## Your task
The answer must be a single number: how many lines in the entries below contain the word "StrongestArgument".

## Raw data

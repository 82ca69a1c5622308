//! Error types for the debate engine.

use thiserror::Error;
use uuid::Uuid;

/// Errors surfaced synchronously to callers of the debate engine.
///
/// Validation variants are rejected at the boundary and never reach the
/// analysis pipeline.
#[derive(Error, Debug)]
pub enum DebateError {
    #[error("Invalid side: {0:?} (expected \"for\" or \"against\")")]
    InvalidSide(String),

    #[error("Word limit exceeded: {actual} words submitted, round {round} allows {limit}")]
    WordLimitExceeded { round: u32, limit: usize, actual: usize },

    #[error("Not your turn: waiting for {expected}")]
    NotYourTurn { expected: String },

    #[error("User {0} is not a participant in this debate")]
    NotParticipant(String),

    #[error("User {0} already participates in this debate")]
    AlreadyParticipant(String),

    #[error("Debate {id} is not accepting this action (status: {status})")]
    DebateNotActive { id: Uuid, status: String },

    #[error("Debate not found: {0}")]
    DebateNotFound(Uuid),

    #[error("Turn content is empty")]
    EmptyTurn,

    #[error("Invalid vote: {0}")]
    InvalidVote(String),

    #[error("Invalid round configuration: {0}")]
    InvalidRounds(String),

    #[error("Storage error: {0}")]
    Store(#[from] StoreError),

    #[error("Configuration error: {0}")]
    ConfigError(String),
}

/// Failure modes of the external completion function.
///
/// Analysis steps treat every variant the same way: the step failed and its
/// neutral default is used.
#[derive(Error, Debug, Clone, PartialEq, Eq)]
pub enum LlmError {
    #[error("authentication failed: {0}")]
    Auth(String),

    #[error("rate limited: {0}")]
    RateLimit(String),

    #[error("request timed out after {0}s")]
    Timeout(u64),

    #[error("generation failed: {0}")]
    Generation(String),
}

/// LLM output that did not survive strict parsing.
#[derive(Error, Debug, Clone, PartialEq, Eq)]
pub enum ParseError {
    #[error("no JSON {0} found in response")]
    NotFound(&'static str),

    #[error("invalid JSON: {0}")]
    InvalidJson(String),

    #[error("unexpected shape: {0}")]
    Shape(String),
}

/// Errors raised by a [`DebateStore`](crate::store::DebateStore) backend.
#[derive(Error, Debug, Clone, PartialEq, Eq)]
pub enum StoreError {
    #[error("{entity} not found: {id}")]
    NotFound { entity: &'static str, id: String },

    #[error("duplicate {entity}: {key}")]
    Duplicate { entity: &'static str, key: String },

    #[error("turn {0} already has an analysis result")]
    AlreadyAnalyzed(Uuid),
}

impl StoreError {
    pub fn is_duplicate(&self) -> bool {
        matches!(self, StoreError::Duplicate { .. })
    }
}
//! Narrative-free debate insights: strongest arguments, missed rebuttals and
//! key moments.

use crate::model::{KeyMoment, KeyMomentKind, MissedRebuttal, StrongestArgument, Turn};
use crate::participant::Side;
use crate::retrieval::truncate_chars;

pub const MAX_MISSED_REBUTTALS: usize = 3;
pub const MAX_KEY_MOMENTS: usize = 5;
pub const STRONG_ARGUMENT_THRESHOLD: f64 = 85.0;
pub const MULTIPLE_FALLACIES_THRESHOLD: usize = 2;
/// Leading characters of a claim matched against rebuttal text.
const CLAIM_KEY_CHARS: usize = 20;
const EXCERPT_CHARS: usize = 200;

/// The side's turn with the highest overall quality; earliest wins ties.
pub fn strongest_argument(turns: &[Turn], side: Side) -> Option<StrongestArgument> {
    let mut best: Option<&Turn> = None;
    for turn in turns.iter().filter(|t| t.side == side) {
        let better = best.is_none_or(|b| {
            turn.overall_quality_or_neutral() > b.overall_quality_or_neutral()
        });
        if better {
            best = Some(turn);
        }
    }

    best.map(|turn| StrongestArgument {
        turn_id: turn.id,
        turn_number: turn.turn_number,
        author: turn.author.clone(),
        excerpt: truncate_chars(turn.content.trim(), EXCERPT_CHARS),
        quality: turn.overall_quality_or_neutral(),
    })
}

/// Claims that no rebuttal on the opposing side picks up, in turn order.
///
/// A claim counts as answered when the first 20 characters of it appear
/// (case-insensitively) inside any opposing rebuttal.
pub fn missed_rebuttals(turns: &[Turn]) -> Vec<MissedRebuttal> {
    let rebuttals_by = |side: Side| -> Vec<String> {
        turns
            .iter()
            .filter(|t| t.side == side)
            .filter_map(Turn::analysis)
            .flat_map(|a| a.rebuttals.iter().map(|r| r.to_lowercase()))
            .collect()
    };
    let for_rebuttals = rebuttals_by(Side::For);
    let against_rebuttals = rebuttals_by(Side::Against);

    let mut missed = Vec::new();
    for turn in turns {
        let Some(analysis) = turn.analysis() else {
            continue;
        };
        let opposing = match turn.side {
            Side::For => &against_rebuttals,
            Side::Against => &for_rebuttals,
        };

        for claim in &analysis.claims {
            let key: String = claim.to_lowercase().chars().take(CLAIM_KEY_CHARS).collect();
            if key.trim().is_empty() {
                continue;
            }
            if !opposing.iter().any(|r| r.contains(&key)) {
                missed.push(MissedRebuttal {
                    missed_by: turn.side.opponent(),
                    claim: claim.clone(),
                    turn_number: turn.turn_number,
                });
                if missed.len() == MAX_MISSED_REBUTTALS {
                    return missed;
                }
            }
        }
    }
    missed
}

/// Turns scoring above 85 or carrying two or more fallacies, latest first.
/// A turn matching both rules is one moment with both tags.
pub fn key_moments(turns: &[Turn]) -> Vec<KeyMoment> {
    let mut moments = Vec::new();
    for turn in turns {
        let Some(analysis) = turn.analysis() else {
            continue;
        };
        let mut kinds = Vec::new();
        if analysis.overall_quality > STRONG_ARGUMENT_THRESHOLD {
            kinds.push(KeyMomentKind::StrongArgument);
        }
        if analysis.fallacies.len() >= MULTIPLE_FALLACIES_THRESHOLD {
            kinds.push(KeyMomentKind::MultipleFallacies);
        }
        if kinds.is_empty() {
            continue;
        }
        moments.push(KeyMoment {
            turn_number: turn.turn_number,
            round: turn.round,
            side: turn.side,
            author: turn.author.clone(),
            kinds,
            quality: analysis.overall_quality,
        });
    }

    moments.sort_by(|a, b| b.turn_number.cmp(&a.turn_number));
    moments.truncate(MAX_KEY_MOMENTS);
    moments
}
#[cfg(test)]
mod tests {
    use super::*;
    use crate::analysis::TurnAnalyzer;
    use crate::config::Config;
    use crate::debate_format::RoundKind;
    use crate::knowledge::KnowledgeService;
    use crate::llm::mock::ScriptedCompletion;
    use crate::model::{ScoringWeights, Winner};
    use crate::scoring::DebateScorer;
    use crate::store::faulty::FaultyStore;
    use std::sync::atomic::Ordering;
    use std::time::Duration;

    struct Harness {
        orchestrator: DebateOrchestrator,
        store: Arc<FaultyStore>,
        events: Arc<Mutex<Vec<DebateEvent>>>,
    }

    fn harness() -> Harness {
        let store = Arc::new(FaultyStore::default());
        let llm = Arc::new(
            ScriptedCompletion::new()
                .on("extracting claims", r#"["main claim"]"#)
                .on("rating TONE", r#"{"score": 80, "reasoning": "civil"}"#)
                .on("debate commentator", "Both sides argued well."),
        );
        let knowledge = Arc::new(KnowledgeService::new(store.clone()));
        let config = Config::default();
        let processor = JobProcessor::new(
            store.clone(),
            Arc::new(TurnAnalyzer::new(llm.clone(), None, &config)),
            Arc::new(DebateScorer::new(llm, ScoringWeights::default(), Duration::from_secs(5))),
            knowledge,
        );

        let events = Arc::new(Mutex::new(Vec::new()));
        let sink = events.clone();
        let callback: EventCallback = Arc::new(move |event| sink.lock().unwrap().push(event));
        let orchestrator =
            DebateOrchestrator::new(store.clone(), processor, config.rounds.schedule, Some(callback))
                .unwrap();
        Harness {
            orchestrator,
            store,
            events,
        }
    }

    fn two_rounds() -> Vec<RoundConfig> {
        vec![
            RoundConfig::new(1, RoundKind::Opening, 50, 60),
            RoundConfig::new(2, RoundKind::Closing, 10, 60),
        ]
    }

    async fn active_debate(h: &Harness, rounds: Option<Vec<RoundConfig>>) -> Debate {
        let debate = h
            .orchestrator
            .create_debate(NewDebate {
                topic: "Remote work is better than office work".to_string(),
                description: None,
                creator: "bob".to_string(),
                creator_side: Side::Against,
                rounds,
            })
            .await
            .unwrap();
        h.orchestrator.join_debate(debate.id, "alice").await.unwrap()
    }

    #[tokio::test]
    async fn test_join_starts_debate_with_for_side() {
        let h = harness();
        let debate = active_debate(&h, None).await;

        assert_eq!(debate.status, DebateStatus::Active);
        assert_eq!(debate.current_round, 1);
        assert_eq!(debate.current_turn_user.as_deref(), Some("alice"));
        assert_eq!(debate.participant("alice").unwrap().side, Side::For);
        assert_eq!(debate.rounds.len(), 3);

        let again = h.orchestrator.join_debate(debate.id, "carol").await;
        assert!(matches!(again, Err(DebateError::DebateNotActive { .. })));
    }

    #[tokio::test]
    async fn test_full_debate_flow() {
        let h = harness();
        let debate = active_debate(&h, Some(two_rounds())).await;
        let id = debate.id;
        let mut failures = h.orchestrator.take_job_failures().await.unwrap();

        h.orchestrator
            .submit_turn(id, "alice", "Remote work removes commuting and saves hours every week.")
            .await
            .unwrap();
        h.orchestrator
            .submit_turn(id, "bob", "However, offices build trust and mentoring.")
            .await
            .unwrap();
        assert_eq!(h.orchestrator.debate(id).await.unwrap().current_round, 2);

        assert!(h.orchestrator.cast_vote(id, 1, "viewer", Side::For, 4).await.unwrap());
        assert!(!h.orchestrator.cast_vote(id, 1, "viewer", Side::For, 5).await.unwrap());

        h.orchestrator.submit_turn(id, "alice", "Output matters, not presence.").await.unwrap();
        let last = h.orchestrator.submit_turn(id, "bob", "Culture needs presence.").await.unwrap();
        assert_eq!(last.turn_number, 4);

        let finished = h.orchestrator.debate(id).await.unwrap();
        assert_eq!(finished.status, DebateStatus::Completed);
        assert!(finished.completed_at.is_some());

        h.orchestrator.shutdown().await;
        assert!(failures.try_recv().is_err());

        for turn in h.orchestrator.turns(id).await.unwrap() {
            let analysis = turn.analysis().expect("every turn analyzed before shutdown returns");
            assert_eq!(analysis.claims, vec!["main claim".to_string()]);
            assert_eq!(analysis.tone_score, 80.0);
        }
        let score = h.orchestrator.score(id).await.unwrap().expect("scored");
        assert_eq!(score.vote_count, 1);
        assert_eq!(score.insights.overall_analysis, "Both sides argued well.");
        assert_ne!(score.winner, Winner::Against);

        let names: Vec<&str> = h.events.lock().unwrap().iter().map(DebateEvent::name).collect();
        assert_eq!(names.iter().filter(|n| **n == "turn-submitted").count(), 4);
        assert_eq!(names.iter().filter(|n| **n == "round-advanced").count(), 1);
        assert_eq!(names.iter().filter(|n| **n == "debate-completed").count(), 1);
        assert_eq!(names.iter().filter(|n| **n == "analysis-complete").count(), 4);
    }

    #[tokio::test]
    async fn test_word_limit_rejected_before_turn_created() {
        let h = harness();
        let debate = active_debate(&h, Some(two_rounds())).await;
        let long = "word ".repeat(51);

        let result = h.orchestrator.submit_turn(debate.id, "alice", &long).await;
        assert!(matches!(
            result,
            Err(DebateError::WordLimitExceeded { round: 1, limit: 50, actual: 51 })
        ));
        assert!(h.store.list_turns(debate.id).await.unwrap().is_empty());
        assert!(h.events.lock().unwrap().is_empty());

        let stored = h.orchestrator.debate(debate.id).await.unwrap();
        assert_eq!(stored.current_turn_user.as_deref(), Some("alice"));
        assert_eq!(stored.turn_count, 0);
    }

    #[tokio::test]
    async fn test_submission_validation_order() {
        let h = harness();
        let debate = active_debate(&h, None).await;
        let id = debate.id;

        assert!(matches!(
            h.orchestrator.submit_turn(Uuid::new_v4(), "alice", "hi").await,
            Err(DebateError::DebateNotFound(_))
        ));
        assert!(matches!(
            h.orchestrator.submit_turn(id, "mallory", "hi").await,
            Err(DebateError::NotParticipant(_))
        ));
        assert!(matches!(
            h.orchestrator.submit_turn(id, "bob", "").await,
            Err(DebateError::NotYourTurn { expected }) if expected == "alice"
        ));
        assert!(matches!(
            h.orchestrator.submit_turn(id, "alice", "   ").await,
            Err(DebateError::EmptyTurn)
        ));

        h.orchestrator.cancel_debate(id).await.unwrap();
        assert!(matches!(
            h.orchestrator.submit_turn(id, "alice", "hello").await,
            Err(DebateError::DebateNotActive { .. })
        ));
    }

    #[tokio::test]
    async fn test_vote_validation() {
        let h = harness();
        let debate = active_debate(&h, None).await;
        let id = debate.id;

        for (round, voter, confidence) in [(0, "v", 3), (4, "v", 3), (1, "v", 0), (1, "v", 6), (1, "alice", 3)] {
            let result = h.orchestrator.cast_vote(id, round, voter, Side::For, confidence).await;
            assert!(matches!(result, Err(DebateError::InvalidVote(_))), "round {round} voter {voter}");
        }
        assert_eq!(h.store.count_votes(id).await.unwrap(), 0);
    }

    #[tokio::test]
    async fn test_vote_rejected_once_debate_completed() {
        let h = harness();
        let rounds = vec![RoundConfig::new(1, RoundKind::Opening, 50, 60)];
        let debate = active_debate(&h, Some(rounds)).await;
        let id = debate.id;

        assert!(h.orchestrator.cast_vote(id, 1, "early", Side::For, 3).await.unwrap());
        h.orchestrator.submit_turn(id, "alice", "Commutes waste time.").await.unwrap();
        h.orchestrator.submit_turn(id, "bob", "Teams need contact.").await.unwrap();

        let late = h.orchestrator.cast_vote(id, 1, "late", Side::Against, 5).await;
        assert!(matches!(
            late,
            Err(DebateError::DebateNotActive { ref status, .. }) if status == "completed"
        ));

        h.orchestrator.shutdown().await;
        let score = h.orchestrator.score(id).await.unwrap().expect("scored");
        assert_eq!(score.vote_count, 1);
        assert_eq!(h.store.count_votes(id).await.unwrap(), 1);
    }

    #[tokio::test]
    async fn test_vote_rejected_before_debate_starts() {
        let h = harness();
        let debate = h
            .orchestrator
            .create_debate(NewDebate {
                topic: "Four-day week".to_string(),
                description: None,
                creator: "alice".to_string(),
                creator_side: Side::For,
                rounds: None,
            })
            .await
            .unwrap();
        let result = h.orchestrator.cast_vote(debate.id, 1, "v", Side::For, 3).await;
        assert!(matches!(result, Err(DebateError::DebateNotActive { .. })));
    }

    #[tokio::test]
    async fn test_failed_debate_update_emits_nothing_and_recovers() {
        let h = harness();
        let debate = active_debate(&h, Some(two_rounds())).await;
        let id = debate.id;

        h.store.fail_next_debate_update.store(true, Ordering::SeqCst);
        let failed = h.orchestrator.submit_turn(id, "alice", "First attempt.").await;
        assert!(matches!(failed, Err(DebateError::Store(_))));
        assert!(h.events.lock().unwrap().is_empty());

        // The floor did not move, so the same author retries.
        let retried = h.orchestrator.submit_turn(id, "alice", "Second attempt.").await.unwrap();
        assert_eq!(retried.turn_number, 2);
        let next = h.orchestrator.submit_turn(id, "bob", "Reply.").await.unwrap();
        assert_eq!(next.turn_number, 3);
        assert_eq!(h.orchestrator.debate(id).await.unwrap().current_round, 2);

        let names: Vec<&str> = h.events.lock().unwrap().iter().map(DebateEvent::name).collect();
        assert_eq!(names, vec!["turn-submitted", "turn-submitted", "round-advanced"]);
    }

    #[tokio::test]
    async fn test_custom_rounds_validated() {
        let h = harness();
        let result = h
            .orchestrator
            .create_debate(NewDebate {
                topic: "Tabs over spaces".to_string(),
                description: None,
                creator: "alice".to_string(),
                creator_side: Side::For,
                rounds: Some(vec![RoundConfig::new(1, RoundKind::Opening, 0, 60)]),
            })
            .await;
        assert!(matches!(result, Err(DebateError::InvalidRounds(_))));
    }

    #[test]
    fn test_event_names() {
        let id = Uuid::nil();
        assert_eq!(DebateEvent::RoundAdvanced { debate_id: id, round: 2 }.name(), "round-advanced");
        assert_eq!(DebateEvent::DebateCompleted { debate_id: id }.name(), "debate-completed");
        assert_eq!(DebateEvent::DebateCompleted { debate_id: id }.debate_id(), id);
    }
}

## Expected answer
3